Sedangkan memberi jamuan yang biasa di adakan ketika ada orang
meninggal dunia, hukumnya boleh (mubah), dan bahwa menurut mayoritas ulama bahwa member jmuan itu
termasuk ibadah yang terpuji dan di anjurkan. Sebab, jika di lihat dari segi
jamuannya termasuk shadaqoh yang di
anjurkan oleh islam yang pahalanya di hadiahkan pada orang yang telah
meninggal. Dan lebih dari itu, ada tujuan lain yang ada di balik jamuan
tersebut, yaitu ikramud dlaif (menghormati tamu), bersabar menghadapi musibah
dan tidak menampakkan rasa susah dan gelisah kepada orang lain. Ketiga hal
tersebut, termasuk perbuatan ibadah dan perbuatan taat yang di ridhoi Allah SWT.
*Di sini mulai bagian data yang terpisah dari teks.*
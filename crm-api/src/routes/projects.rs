use axum::{
    extract::{Path, Query, State},
    http::StatusCode,
    routing::get,
    Json, Router,
};
use serde_json::Value;
use tracing::instrument;

use crate::{
    adapters::inbound::http::{BoardTasksResponse, MessageResponse},
    domain::models::{Collection, ListParams, Page, ProjectFields},
    AppState,
};

use super::{ApiError, ApiJson, ListQuery};

pub fn router() -> Router<AppState> {
    Router::new()
        .route("/", get(list_projects).post(create_project))
        .route(
            "/:project_id",
            get(get_project).put(update_project).delete(delete_project),
        )
        .route("/:project_id/boards", get(list_project_boards))
        .route("/:project_id/board-tasks", get(list_board_tasks))
}

#[instrument(name = "GET /projects", skip(app_state))]
async fn list_projects(
    State(app_state): State<AppState>,
    Query(query): Query<ListQuery>,
) -> Result<Json<Page>, ApiError> {
    let page = app_state
        .records(Collection::Projects)
        .list(&ListParams::from(query))
        .await?;
    Ok(Json(page))
}

#[instrument(name = "POST /projects", skip(app_state))]
async fn create_project(
    State(app_state): State<AppState>,
    ApiJson(body): ApiJson<ProjectFields>,
) -> Result<(StatusCode, Json<Value>), ApiError> {
    let created = app_state.records(Collection::Projects).create(&body).await?;
    Ok((StatusCode::CREATED, Json(created)))
}

#[instrument(name = "GET /projects/:project_id", skip(app_state))]
async fn get_project(
    State(app_state): State<AppState>,
    Path(project_id): Path<String>,
) -> Result<Json<Value>, ApiError> {
    let project = app_state.records(Collection::Projects).get(&project_id).await?;
    Ok(Json(project))
}

#[instrument(name = "PUT /projects/:project_id", skip(app_state))]
async fn update_project(
    State(app_state): State<AppState>,
    Path(project_id): Path<String>,
    ApiJson(body): ApiJson<ProjectFields>,
) -> Result<Json<Value>, ApiError> {
    let updated = app_state
        .records(Collection::Projects)
        .update(&project_id, &body)
        .await?;
    Ok(Json(updated))
}

#[instrument(name = "DELETE /projects/:project_id", skip(app_state))]
async fn delete_project(
    State(app_state): State<AppState>,
    Path(project_id): Path<String>,
) -> Result<Json<MessageResponse>, ApiError> {
    app_state.records(Collection::Projects).delete(&project_id).await?;
    Ok(Json(MessageResponse::new("Project deleted")))
}

// ============================================================================
// Boards of a project
// ============================================================================

#[instrument(name = "GET /projects/:project_id/boards", skip(app_state))]
async fn list_project_boards(
    State(app_state): State<AppState>,
    Path(project_id): Path<String>,
) -> Result<Json<Page>, ApiError> {
    let boards = app_state.boards().list_for_project(&project_id).await?;
    Ok(Json(boards))
}

#[instrument(name = "GET /projects/:project_id/board-tasks", skip(app_state))]
async fn list_board_tasks(
    State(app_state): State<AppState>,
    Path(project_id): Path<String>,
) -> Result<Json<Vec<BoardTasksResponse>>, ApiError> {
    let groups = app_state.tasks().board_tasks(&project_id).await?;
    Ok(Json(groups.into_iter().map(BoardTasksResponse::from).collect()))
}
Syaikh Nawawi dan Syaikh Isma’il menyatakan: bersedekah untuk orang yang telah
meninggal dunia itu sunnah (matlub), tetapi hal itu tidak boleh di sengaja di
kaitkan dengan hari-hari yang telah mentradisi
di suatu komunitas masyarakat. Malah jika cara tersebut di maksudkan
untuk meratapi mayit, maka haram.
Memberi jamuan secara
Syara’ ( yang pahalanya) di berikan kepada mayit di anjurkan (sunnah). Acara
tersebut tidak terkait dengan waktu tertentu seperti tujuh hari. Maka member jamuan pada hari ketiga, ketujuh, keduapuluh,
dan tahunan (hawl) dari kematian mayit merupakan kebiasaan (adat) saja.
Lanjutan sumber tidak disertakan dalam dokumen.